§ **WORK ITEM**
Only the lines from the one containing "assert_eq!(calls.load(Ordering::SeqCst), 1);" through the one containing "use crate::process::ProcessHandle;" should be printed, exactly as they appear below, with both ends included.

§ **RECORDED INFORMATION**
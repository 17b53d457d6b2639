use std::fmt::{Display, Formatter};

/// The specific constraint an [`InvalidArgument`] violated.
#[derive(Debug, Clone, Copy, PartialEq, Eq, Hash)]
pub enum Reason {
    NonPositiveCapacity,
    InvalidLeakRate,
    NonPositiveTtl,
    NonPositiveMaxEntries,
    EmptyKey,
    InvalidTimestamp,
}

impl Display for Reason {
    fn fmt(&self, f: &mut Formatter<'_>) -> std::fmt::Result {
        let msg = match self {
            Reason::NonPositiveCapacity => "capacity must be positive",
            Reason::InvalidLeakRate => "leak rate must be a positive, finite number",
            Reason::NonPositiveTtl => "ttl must be positive",
            Reason::NonPositiveMaxEntries => "max entries must be positive",
            Reason::EmptyKey => "key cannot be empty",
            Reason::InvalidTimestamp => "timestamp must be a finite, non-negative number",
        };
        f.write_str(msg)
    }
}

/// A caller supplied a value outside the accepted range.
///
/// This is the only error the crate produces. It is always raised before any
/// bucket is read or written, so a failed call never leaves partial state behind.
/// Clock skew (a timestamp earlier than one already seen) is *not* an error.
#[derive(Debug, Clone, Copy, PartialEq, Eq, thiserror::Error)]
#[error("invalid argument: {reason}")]
pub struct InvalidArgument {
    reason: Reason,
}

impl InvalidArgument {
    pub(crate) const fn new(reason: Reason) -> Self {
        Self { reason }
    }

    /// Which constraint was violated.
    pub const fn reason(&self) -> Reason {
        self.reason
    }
}
//! GameMotion desktop shell.
//!
//! Starts the Python backend and the Next.js frontend dev server, waits for
//! them to come up, shows the frontend in a single managed window, and
//! tree-kills both services when the app exits.

pub mod config;
pub mod error;
pub mod events;
pub mod launcher;
pub mod probe;
pub mod process;
pub mod resolver;
pub mod shutdown;
pub mod supervisor;
pub mod surface;

#[cfg(feature = "desktop")]
mod desktop;

#[cfg(feature = "desktop")]
#[cfg_attr(mobile, tauri::mobile_entry_point)]
pub fn run() {
    use std::sync::Mutex;

    use tauri::{Manager, RunEvent};

    use crate::config::ShellConfig;
    use crate::events::EventBus;
    use crate::resolver::Platform;
    use crate::supervisor::{LaunchPlan, Supervisor};

    tauri::Builder::default()
        .plugin(
            tauri_plugin_log::Builder::default()
                .level(if cfg!(debug_assertions) {
                    log::LevelFilter::Debug
                } else {
                    log::LevelFilter::Info
                })
                .build(),
        )
        .menu(|handle| desktop::build_menu(handle))
        .on_menu_event(|app, event| desktop::handle_menu_event(app, event))
        .invoke_handler(tauri::generate_handler![
            desktop::relay_console,
            desktop::launch_status
        ])
        .setup(|app| {
            let config = ShellConfig::from_env();
            log::info!(
                target: "shell",
                "starting shell root={} frontend_port={} dev_mode={}",
                config.root_dir.display(),
                config.frontend_port,
                config.dev_mode
            );

            let (bus, events) = EventBus::channel();
            let window = desktop::build_main_window(app.handle(), &config, bus.clone())?;
            let plan = LaunchPlan::from_config(&config, Platform::current());
            let supervisor = Supervisor::new(
                plan,
                desktop::TauriSurface::new(window),
                bus.clone(),
                events,
            );

            let (exit_tx, exit_rx) = tokio::sync::oneshot::channel::<()>();
            let (done_tx, done_rx) = std::sync::mpsc::channel();
            app.manage(desktop::DesktopState {
                bus,
                status: supervisor.subscribe(),
                exit: Mutex::new(Some(exit_tx)),
                done: Mutex::new(Some(done_rx)),
            });

            tauri::async_runtime::spawn(async move {
                let report = supervisor
                    .run_until(async {
                        let _ = exit_rx.await;
                    })
                    .await;
                let _ = done_tx.send(report);
            });
            Ok(())
        })
        .build(tauri::generate_context!())
        .expect("error while building tauri application")
        .run(|app, event| {
            if let RunEvent::Exit = event {
                desktop::handle_exit(app);
            }
        });
}
//! Error types for the launch supervisor.
//!
//! None of these are fatal to the shell. Callers match on them, log, and
//! continue with the next phase.

use thiserror::Error;

/// Failures while starting a service process.
#[derive(Debug, Error)]
pub enum LaunchError {
    /// The OS refused to create the process (missing binary, bad cwd, ...).
    #[error("failed to spawn {service}: {source}")]
    Spawn {
        service: String,
        #[source]
        source: std::io::Error,
    },

    /// The working directory for the service does not exist.
    #[error("working directory for {service} not found: {path}")]
    MissingWorkingDir { service: String, path: String },

    /// A process with this name is already owned by the supervisor.
    #[error("{0} is already running")]
    AlreadyRunning(String),
}

/// Failures during process-tree termination.
#[derive(Debug, Error)]
pub enum TerminateError {
    /// The process (group) no longer exists.
    #[error("pid {0} already exited")]
    AlreadyExited(u32),

    /// The process was spawned but never reported a pid.
    #[error("no pid recorded for {0}")]
    NoPid(String),

    /// The OS rejected the signal (e.g. permission denied).
    #[error("failed to signal pid {pid}: {source}")]
    Signal {
        pid: u32,
        #[source]
        source: std::io::Error,
    },

    /// The platform kill tool ran but reported failure.
    #[error("tree-kill of pid {pid} failed: {detail}")]
    Tool { pid: u32, detail: String },
}

/// Failures reported by the display surface.
#[derive(Debug, Error)]
pub enum SurfaceError {
    #[error("invalid content url {url}: {reason}")]
    InvalidUrl { url: String, reason: String },

    #[error("content load failed: {0}")]
    Load(String),

    #[error("surface window unavailable: {0}")]
    Window(String),

    #[error("surface is closed")]
    Closed,
}
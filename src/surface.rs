//! The managed display surface and its visibility state machine.
//!
//! The surface is created hidden. The only path to visible is a
//! `LoadSucceeded` event; failures and timers never reveal it.

use reqwest::Url;
use serde::Serialize;

use crate::error::SurfaceError;
use crate::events::{EventBus, SurfaceEvent, SHELL_SOURCE};

pub const INITIAL_WIDTH: f64 = 1280.0;
pub const INITIAL_HEIGHT: f64 = 800.0;
/// `#111111`
pub const BACKGROUND_RGBA: (u8, u8, u8, u8) = (0x11, 0x11, 0x11, 0xff);

/// A window able to display the frontend. Implemented over a Tauri webview in
/// the desktop build.
pub trait Surface {
    /// Starts loading `url`. `Ok` means the load was accepted, not finished;
    /// completion arrives as a [`SurfaceEvent`].
    fn navigate(&self, url: &str) -> Result<(), SurfaceError>;

    fn show(&self) -> Result<(), SurfaceError>;

    fn open_devtools(&self) {}
}

#[derive(Debug, Clone, Copy, PartialEq, Eq)]
pub enum Navigation {
    Allow,
    /// Hand the URL to the OS default handler and keep the surface where it is.
    OpenExternally,
    /// Drop the request.
    Deny,
}

/// Keeps the surface on the frontend origin. Anything else (links to docs,
/// `target=_blank` pages) goes to the system browser.
#[derive(Debug, Clone)]
pub struct NavigationPolicy {
    frontend: Url,
}

impl NavigationPolicy {
    pub fn new(frontend_url: &str) -> Result<Self, SurfaceError> {
        let frontend = Url::parse(frontend_url).map_err(|err| SurfaceError::InvalidUrl {
            url: frontend_url.to_string(),
            reason: err.to_string(),
        })?;
        Ok(Self { frontend })
    }

    /// True for pages served by the frontend, i.e. real content rather than
    /// the placeholder the window starts on.
    pub fn is_content(&self, url: &Url) -> bool {
        url.origin() == self.frontend.origin()
    }

    pub fn decide(&self, url: &Url) -> Navigation {
        if url.scheme() == "about" || self.is_content(url) {
            Navigation::Allow
        } else {
            Navigation::OpenExternally
        }
    }

    /// Requests for a new top-level window (`target=_blank`, `window.open`)
    /// never open inside the shell, not even for frontend pages.
    pub fn on_new_window(&self, url: &Url) -> Navigation {
        if url.scheme() == "about" {
            Navigation::Deny
        } else {
            Navigation::OpenExternally
        }
    }
}

#[derive(Debug, Clone, Copy, PartialEq, Eq, Serialize)]
#[serde(rename_all = "snake_case")]
pub enum SurfaceState {
    Hidden,
    Loading,
    LoadFailedRetrying,
    Ready,
    Closed,
}

pub struct SurfaceController<S> {
    surface: S,
    bus: EventBus,
    state: SurfaceState,
    visible: bool,
}

impl<S: Surface> SurfaceController<S> {
    pub fn new(surface: S, bus: EventBus) -> Self {
        Self {
            surface,
            bus,
            state: SurfaceState::Hidden,
            visible: false,
        }
    }

    pub fn state(&self) -> SurfaceState {
        self.state
    }

    pub fn is_visible(&self) -> bool {
        self.visible
    }

    pub fn surface(&self) -> &S {
        &self.surface
    }

    /// Asks the surface to load `url`. A rejected load is reported on the
    /// event bus and returned so the caller can decide on a retry.
    pub fn load(&mut self, url: &str) -> Result<(), SurfaceError> {
        if self.state == SurfaceState::Closed {
            return Err(SurfaceError::Closed);
        }
        if self.state != SurfaceState::Ready {
            self.state = SurfaceState::Loading;
        }
        match self.surface.navigate(url) {
            Ok(()) => Ok(()),
            Err(err) => {
                self.bus.surface(SurfaceEvent::LoadFailed {
                    code: None,
                    description: err.to_string(),
                    url: url.to_string(),
                });
                if self.state == SurfaceState::Loading {
                    self.state = SurfaceState::LoadFailedRetrying;
                }
                Err(err)
            }
        }
    }

    /// Applies a surface event to the state machine.
    pub fn handle(&mut self, event: &SurfaceEvent) {
        match event {
            SurfaceEvent::LoadSucceeded { .. } => self.reveal(),
            SurfaceEvent::LoadFailed { .. } => {
                if self.state == SurfaceState::Loading {
                    self.state = SurfaceState::LoadFailedRetrying;
                }
            }
            SurfaceEvent::LoadStarted { .. } | SurfaceEvent::Console { .. } => {}
        }
    }

    pub fn open_devtools(&self) {
        if self.state != SurfaceState::Closed {
            self.surface.open_devtools();
        }
    }

    pub fn mark_closed(&mut self) {
        self.state = SurfaceState::Closed;
    }

    fn reveal(&mut self) {
        if self.state == SurfaceState::Closed {
            return;
        }
        if self.visible {
            self.state = SurfaceState::Ready;
            return;
        }
        match self.surface.show() {
            Ok(()) => {
                self.visible = true;
                self.state = SurfaceState::Ready;
            }
            Err(err) => log::warn!(target: SHELL_SOURCE, "failed to show window: {err}"),
        }
    }
}
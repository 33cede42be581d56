//! Typed event stream shared by child processes and the display surface.
//!
//! Every producer holds a cloned [`EventBus`]; the supervisor owns the single
//! receiving end and relays each event to the log under its source tag.

use serde::Serialize;
use tokio::sync::mpsc;

/// Log target used for the shell's own lines.
pub const SHELL_SOURCE: &str = "shell";
/// Log target for page-load diagnostics.
pub const RENDERER_SOURCE: &str = "renderer";
/// Log target for console output of the embedded content.
pub const CONSOLE_SOURCE: &str = "console";

#[derive(Debug, Clone, Copy, PartialEq, Eq, Serialize)]
#[serde(rename_all = "snake_case")]
pub enum OutputStream {
    Stdout,
    Stderr,
}

#[derive(Debug, Clone, PartialEq, Eq, Serialize)]
#[serde(tag = "event", rename_all = "snake_case")]
pub enum SurfaceEvent {
    LoadStarted {
        url: String,
    },
    LoadSucceeded {
        url: String,
    },
    LoadFailed {
        code: Option<i32>,
        description: String,
        url: String,
    },
    Console {
        level: String,
        message: String,
    },
}

#[derive(Debug, Clone, PartialEq, Eq, Serialize)]
#[serde(tag = "kind", rename_all = "snake_case")]
pub enum ShellEvent {
    Output {
        source: String,
        stream: OutputStream,
        line: String,
    },
    Exited {
        source: String,
        code: Option<i32>,
        signal: Option<String>,
    },
    Surface(SurfaceEvent),
}

/// Cloneable, non-blocking sender half of the shell event channel.
#[derive(Debug, Clone)]
pub struct EventBus {
    tx: mpsc::UnboundedSender<ShellEvent>,
}

pub type EventReceiver = mpsc::UnboundedReceiver<ShellEvent>;

impl EventBus {
    pub fn channel() -> (Self, EventReceiver) {
        let (tx, rx) = mpsc::unbounded_channel();
        (Self { tx }, rx)
    }

    /// Posts an event. A closed receiver means the shell is shutting down,
    /// so the event is dropped.
    pub fn emit(&self, event: ShellEvent) {
        let _ = self.tx.send(event);
    }

    pub fn surface(&self, event: SurfaceEvent) {
        self.emit(ShellEvent::Surface(event));
    }
}

/// Writes one event to the log under its source tag.
pub fn relay(event: &ShellEvent) {
    match event {
        ShellEvent::Output {
            source,
            stream: OutputStream::Stdout,
            line,
        } => log::info!(target: source.as_str(), "{line}"),
        ShellEvent::Output {
            source,
            stream: OutputStream::Stderr,
            line,
        } => log::warn!(target: source.as_str(), "{line}"),
        ShellEvent::Exited {
            source,
            code,
            signal,
        } => log::info!(
            target: source.as_str(),
            "exited code={} signal={}",
            code.map(|c| c.to_string()).unwrap_or_else(|| "none".into()),
            signal.as_deref().unwrap_or("none")
        ),
        ShellEvent::Surface(SurfaceEvent::LoadStarted { url }) => {
            log::debug!(target: RENDERER_SOURCE, "load-started url={url}")
        }
        ShellEvent::Surface(SurfaceEvent::LoadSucceeded { url }) => {
            log::info!(target: RENDERER_SOURCE, "did-finish-load url={url}")
        }
        ShellEvent::Surface(SurfaceEvent::LoadFailed {
            code,
            description,
            url,
        }) => log::warn!(
            target: RENDERER_SOURCE,
            "did-fail-load {} {description} url={url}",
            code.map(|c| c.to_string()).unwrap_or_else(|| "-".into())
        ),
        ShellEvent::Surface(SurfaceEvent::Console { level, message }) => match level.as_str() {
            "error" => log::error!(target: CONSOLE_SOURCE, "{message}"),
            "warn" => log::warn!(target: CONSOLE_SOURCE, "{message}"),
            "debug" => log::debug!(target: CONSOLE_SOURCE, "{message}"),
            _ => log::info!(target: CONSOLE_SOURCE, "{message}"),
        },
    }
}

/// Splits a raw output chunk into loggable lines.
pub(crate) fn clean_line(raw: &[u8]) -> Option<String> {
    let text = String::from_utf8_lossy(raw);
    let trimmed = text.trim_end();
    if trimmed.is_empty() {
        None
    } else {
        Some(trimmed.to_string())
    }
}
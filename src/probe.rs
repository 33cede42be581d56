//! Network and protocol readiness probes.
//!
//! Probes never return errors: refused connections, resets, timeouts and bad
//! responses all read as "not ready yet".

use std::future::Future;
use std::time::Duration;

use reqwest::header::CONTENT_TYPE;
use reqwest::StatusCode;
use tokio::net::TcpStream;
use tokio::time::{sleep, timeout, Instant};

/// Connect timeout for a single TCP probe.
pub const CONNECT_TIMEOUT: Duration = Duration::from_millis(300);
/// Per-request budget for a single HTTP probe.
pub const HTTP_PROBE_TIMEOUT: Duration = Duration::from_millis(3_000);

/// Content types a health endpoint may answer with.
#[derive(Debug, Clone, Copy, PartialEq, Eq)]
pub enum ContentKind {
    Html,
    Json,
}

impl ContentKind {
    pub fn matches(self, content_type: &str) -> bool {
        let essence = content_type
            .split(';')
            .next()
            .unwrap_or_default()
            .trim()
            .to_ascii_lowercase();
        match self {
            Self::Html => essence == "text/html",
            Self::Json => essence == "application/json" || essence.ends_with("+json"),
        }
    }
}

#[derive(Debug, Clone, PartialEq, Eq)]
pub enum ReadinessCheck {
    /// Ready once a TCP connect succeeds.
    Port { host: String, port: u16 },
    /// Ready once a GET answers 200 with an accepted content type.
    Http {
        url: String,
        timeout: Duration,
        accepted: Vec<ContentKind>,
    },
}

impl ReadinessCheck {
    pub fn port(host: impl Into<String>, port: u16) -> Self {
        Self::Port {
            host: host.into(),
            port,
        }
    }

    pub fn http(url: impl Into<String>, accepted: &[ContentKind]) -> Self {
        Self::Http {
            url: url.into(),
            timeout: HTTP_PROBE_TIMEOUT,
            accepted: accepted.to_vec(),
        }
    }

    pub async fn probe(&self, client: &reqwest::Client) -> bool {
        match self {
            Self::Port { host, port } => check_port(host, *port).await,
            Self::Http {
                url,
                timeout,
                accepted,
            } => check_http(client, url, *timeout, accepted).await,
        }
    }

    pub fn target(&self) -> String {
        match self {
            Self::Port { host, port } => format!("tcp://{host}:{port}"),
            Self::Http { url, .. } => url.clone(),
        }
    }
}

/// Client used for all HTTP probes. Probes only target loopback services, so
/// proxy settings from the environment are ignored.
pub fn probe_client() -> reqwest::Client {
    reqwest::Client::builder()
        .no_proxy()
        .build()
        .unwrap_or_default()
}

/// True when something accepts TCP connections on `host:port`.
pub async fn check_port(host: &str, port: u16) -> bool {
    match timeout(CONNECT_TIMEOUT, TcpStream::connect((host, port))).await {
        Ok(Ok(stream)) => {
            drop(stream);
            true
        }
        Ok(Err(err)) => {
            log::trace!(target: "shell", "tcp probe {host}:{port}: {err}");
            false
        }
        Err(_) => false,
    }
}

/// True only for status 200 with a content type in `accepted`.
pub async fn check_http(
    client: &reqwest::Client,
    url: &str,
    request_timeout: Duration,
    accepted: &[ContentKind],
) -> bool {
    let response = match client.get(url).timeout(request_timeout).send().await {
        Ok(response) => response,
        Err(err) => {
            log::trace!(target: "shell", "http probe {url}: {err}");
            return false;
        }
    };
    if response.status() != StatusCode::OK {
        log::trace!(target: "shell", "http probe {url}: status {}", response.status());
        return false;
    }
    let content_type = response
        .headers()
        .get(CONTENT_TYPE)
        .and_then(|value| value.to_str().ok())
        .unwrap_or_default();
    accepted.iter().any(|kind| kind.matches(content_type))
}

/// Polls `check` every `interval` until it succeeds or `total` elapses.
///
/// At least one check always runs. Each check is cut off at the deadline
/// (or after one interval, whichever is later), so the call returns within
/// `total + interval`.
pub async fn wait_until_ready<F, Fut>(mut check: F, total: Duration, interval: Duration) -> bool
where
    F: FnMut() -> Fut,
    Fut: Future<Output = bool>,
{
    let deadline = Instant::now() + total;
    loop {
        let budget = deadline.saturating_duration_since(Instant::now()).max(interval);
        if timeout(budget, check()).await.unwrap_or(false) {
            return true;
        }
        let remaining = deadline.saturating_duration_since(Instant::now());
        if remaining.is_zero() {
            return false;
        }
        sleep(interval.min(remaining)).await;
    }
}

/// [`wait_until_ready`] over a [`ReadinessCheck`].
pub async fn wait_for(
    client: &reqwest::Client,
    check: &ReadinessCheck,
    total: Duration,
    interval: Duration,
) -> bool {
    wait_until_ready(|| check.probe(client), total, interval).await
}

#[cfg(test)]
mod tests {
    use super::*;
    use std::sync::atomic::{AtomicUsize, Ordering};
    use std::sync::Arc;

    #[test]
    fn content_kind_matches_essence_only() {
        assert!(ContentKind::Html.matches("text/html; charset=utf-8"));
        assert!(ContentKind::Json.matches("Application/JSON"));
        assert!(ContentKind::Json.matches("application/problem+json"));
        assert!(!ContentKind::Json.matches("text/plain"));
        assert!(!ContentKind::Html.matches(""));
    }

    #[tokio::test(start_paused = true)]
    async fn always_false_returns_false_at_timeout() {
        let calls = Arc::new(AtomicUsize::new(0));
        let counter = calls.clone();
        let start = Instant::now();
        let ready = wait_until_ready(
            move || {
                counter.fetch_add(1, Ordering::SeqCst);
                async { false }
            },
            Duration::from_millis(20_000),
            Duration::from_millis(500),
        )
        .await;

        assert!(!ready);
        let elapsed = start.elapsed();
        assert!(elapsed >= Duration::from_millis(20_000));
        assert!(elapsed <= Duration::from_millis(20_500));
        assert_eq!(calls.load(Ordering::SeqCst), 41);
    }

    #[tokio::test(start_paused = true)]
    async fn stops_on_first_success() {
        let calls = Arc::new(AtomicUsize::new(0));
        let counter = calls.clone();
        let start = Instant::now();
        let ready = wait_until_ready(
            move || {
                let n = counter.fetch_add(1, Ordering::SeqCst);
                async move { n >= 3 }
            },
            Duration::from_secs(20),
            Duration::from_millis(500),
        )
        .await;

        assert!(ready);
        assert_eq!(calls.load(Ordering::SeqCst), 4);
        assert_eq!(start.elapsed(), Duration::from_millis(1_500));
    }

    #[tokio::test(start_paused = true)]
    async fn zero_timeout_still_checks_once() {
        let calls = Arc::new(AtomicUsize::new(0));
        let counter = calls.clone();
        let ready = wait_until_ready(
            move || {
                counter.fetch_add(1, Ordering::SeqCst);
                async { false }
            },
            Duration::ZERO,
            Duration::from_millis(100),
        )
        .await;
        assert!(!ready);
        assert_eq!(calls.load(Ordering::SeqCst), 1);
    }

    #[tokio::test(start_paused = true)]
    async fn hanging_check_is_cut_off() {
        let start = Instant::now();
        let ready = wait_until_ready(
            || std::future::pending::<bool>(),
            Duration::from_secs(2),
            Duration::from_millis(500),
        )
        .await;
        assert!(!ready);
        assert!(start.elapsed() <= Duration::from_millis(2_500));
    }

    #[tokio::test]
    async fn closed_port_is_not_ready() {
        let listener = std::net::TcpListener::bind("127.0.0.1:0").unwrap();
        let port = listener.local_addr().unwrap().port();
        drop(listener);
        assert!(!check_port("127.0.0.1", port).await);
    }

    #[tokio::test]
    async fn bound_port_is_ready() {
        let listener = tokio::net::TcpListener::bind("127.0.0.1:0").await.unwrap();
        let port = listener.local_addr().unwrap().port();
        assert!(check_port("127.0.0.1", port).await);
    }
}
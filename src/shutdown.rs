//! Process-tree termination on application exit.

use std::time::Duration;

use serde::Serialize;

use crate::error::TerminateError;
use crate::events::SHELL_SOURCE;
use crate::process::ProcessHandle;

#[derive(Debug, Clone, PartialEq, Eq, Serialize)]
#[serde(tag = "result", content = "detail", rename_all = "snake_case")]
pub enum Termination {
    Terminated,
    AlreadyExited,
    Failed(String),
}

#[derive(Debug, Clone, PartialEq, Eq, Serialize)]
pub struct TerminationEntry {
    pub service: String,
    pub pid: Option<u32>,
    pub termination: Termination,
}

#[derive(Debug, Clone, Default, PartialEq, Eq, Serialize)]
pub struct ShutdownReport {
    pub entries: Vec<TerminationEntry>,
}

impl ShutdownReport {
    pub fn get(&self, service: &str) -> Option<&Termination> {
        self.entries
            .iter()
            .find(|entry| entry.service == service)
            .map(|entry| &entry.termination)
    }
}

/// Tree-kills every owned process. Each handle is attempted independently;
/// a failure on one is logged and the rest are still attempted.
#[derive(Debug, Clone, Copy)]
pub struct ShutdownCoordinator {
    grace: Duration,
}

impl ShutdownCoordinator {
    pub fn new(grace: Duration) -> Self {
        Self { grace }
    }

    pub fn run(&self, handles: impl IntoIterator<Item = ProcessHandle>) -> ShutdownReport {
        let mut report = ShutdownReport::default();
        for handle in handles {
            let termination = match handle.terminate_tree(self.grace) {
                Ok(()) => {
                    log::info!(
                        target: SHELL_SOURCE,
                        "terminated {} process tree",
                        handle.name()
                    );
                    Termination::Terminated
                }
                Err(TerminateError::AlreadyExited(pid)) => {
                    log::info!(
                        target: SHELL_SOURCE,
                        "{} (pid {pid}) already exited",
                        handle.name()
                    );
                    Termination::AlreadyExited
                }
                Err(err) => {
                    log::warn!(
                        target: SHELL_SOURCE,
                        "failed to terminate {}: {err}",
                        handle.name()
                    );
                    Termination::Failed(err.to_string())
                }
            };
            report.entries.push(TerminationEntry {
                service: handle.name().to_string(),
                pid: handle.pid(),
                termination,
            });
        }
        report
    }
}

§ **ANSWER SPACE**
        assert_eq!(calls.load(Ordering::SeqCst), 1);
    }

    #[tokio::test(start_paused = true)]
    async fn hanging_check_is_cut_off() {
        let start = Instant::now();
        let ready = wait_until_ready(
            || std::future::pending::<bool>(),
            Duration::from_secs(2),
            Duration::from_millis(500),
        )
        .await;
        assert!(!ready);
        assert!(start.elapsed() <= Duration::from_millis(2_500));
    }

    #[tokio::test]
    async fn closed_port_is_not_ready() {
        let listener = std::net::TcpListener::bind("127.0.0.1:0").unwrap();
        let port = listener.local_addr().unwrap().port();
        drop(listener);
        assert!(!check_port("127.0.0.1", port).await);
    }

    #[tokio::test]
    async fn bound_port_is_ready() {
        let listener = tokio::net::TcpListener::bind("127.0.0.1:0").await.unwrap();
        let port = listener.local_addr().unwrap().port();
        assert!(check_port("127.0.0.1", port).await);
    }
}
filename src/shutdown.rs
//! Process-tree termination on application exit.

use std::time::Duration;

use serde::Serialize;

use crate::error::TerminateError;
use crate::events::SHELL_SOURCE;
use crate::process::ProcessHandle;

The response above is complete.